PROVIDED DATA:
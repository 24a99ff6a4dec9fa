//! Rewrites applied to a condition before compilation.
//!
//! Deferred arguments are evaluated against the environment, and `child_of`
//! predicates become `in` over the descendant closure of their argument.

use super::Environment;
use crate::condition::{Argument, Condition, Operator, Predicate};
use crate::error::OrmError;
use crate::query::{Query, Statement};
use crate::schema::resolve;
use crate::value::Value;

impl Environment {
    /// Both conditions of `query`, prepared.
    pub(crate) fn prepare_query(&self, query: &Query) -> Result<Query, OrmError> {
        let condition = self.prepare_condition(query.model(), query.condition())?;
        let context = self.prepare_condition(query.model(), query.context_condition())?;
        Ok(query.with_condition(condition).with_context_condition(context))
    }

    pub(crate) fn prepare_condition(&self, model: &str, cond: &Condition) -> Result<Condition, OrmError> {
        cond.validate()?;
        let mut predicates = Vec::with_capacity(cond.len());
        for pred in cond.predicates() {
            predicates.push(self.prepare_predicate(model, pred)?);
        }
        Ok(Condition::from_predicates(predicates))
    }

    fn prepare_predicate(&self, model: &str, pred: &Predicate) -> Result<Predicate, OrmError> {
        let value = match pred.argument() {
            Argument::Condition(sub) => {
                return Ok(pred.with_condition(self.prepare_condition(model, sub)?));
            }
            Argument::Deferred(deferred) => deferred.evaluate(self)?,
            Argument::Value(value) => value.clone(),
        };
        if pred.operator() == Operator::ChildOf {
            return self.expand_child_of(model, pred, value);
        }
        Ok(pred.rewritten(pred.operator(), value))
    }

    /// `path child_of ids` becomes `path in descendants(ids)` when the
    /// target model has a parent field, and `path = ids` otherwise.
    fn expand_child_of(&self, model: &str, pred: &Predicate, value: Value) -> Result<Predicate, OrmError> {
        let path = resolve(&self.registry, model, pred.path(), self.config.max_path_substitutions)?;
        let terminal = path.terminal();
        let target_name = terminal
            .field
            .relation
            .clone()
            .unwrap_or_else(|| terminal.model.clone());
        let target = self.registry.model(&target_name)?;

        let Some(parent) = target.parent_field() else {
            log::debug!("{} has no parent field, child_of on {} compares ids", target_name, pred.path());
            return Ok(pred.rewritten(Operator::Equals, value));
        };

        let sql = self
            .adapter
            .recursive_descendants_query(target.table(), &parent.json);
        let mut ids: Vec<i64> = Vec::new();
        for root in value.into_elements() {
            let Some(root) = root.as_id() else {
                continue;
            };
            let rows = self
                .cursor
                .select(&Statement::new(sql.clone(), vec![Value::RelationId(root)]))?;
            for row in rows {
                if let Some(id) = row.get("id").and_then(Value::as_id) {
                    if !ids.contains(&id) {
                        ids.push(id);
                    }
                }
            }
        }
        Ok(pred.rewritten(Operator::In, Value::RelationIds(ids)))
    }
}
//! Compiled statements.

use crate::value::Value;
use std::fmt;

/// SQL text with `?` placeholders and the values bound to them, in order.
///
/// Placeholders are rewritten to the dialect's syntax by
/// [`DbAdapter::rebind`](crate::adapter::DbAdapter::rebind) right before
/// execution.
#[derive(Debug, Clone, PartialEq)]
pub struct Statement {
    pub sql: String,
    pub params: Vec<Value>,
}

impl Statement {
    pub fn new(sql: impl Into<String>, params: Vec<Value>) -> Self {
        Self {
            sql: sql.into(),
            params,
        }
    }

    /// Parameters as SeaQuery values for binding.
    pub fn values(&self) -> sea_query::Values {
        sea_query::Values(self.params.iter().cloned().map(sea_query::Value::from).collect())
    }

    pub fn placeholder_count(&self) -> usize {
        self.sql.matches('?').count()
    }
}

impl fmt::Display for Statement {
    fn fmt(&self, f: &mut fmt::Formatter<'_>) -> fmt::Result {
        write!(f, "{}", self.sql)?;
        if !self.params.is_empty() {
            let params: Vec<String> = self.params.iter().map(ToString::to_string).collect();
            write!(f, " [{}]", params.join(", "))?;
        }
        Ok(())
    }
}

TASK DESCRIPTION: The required output is the stretch of entries above from the line containing "let value = match" through the line containing "return self.expand_child_of(model, pred, value);", reproduced exactly.

REPLY TO THE TASK:
        let value = match pred.argument() {
            Argument::Condition(sub) => {
                return Ok(pred.with_condition(self.prepare_condition(model, sub)?));
            }
            Argument::Deferred(deferred) => deferred.evaluate(self)?,
            Argument::Value(value) => value.clone(),
        };
        if pred.operator() == Operator::ChildOf {
            return self.expand_child_of(model, pred, value);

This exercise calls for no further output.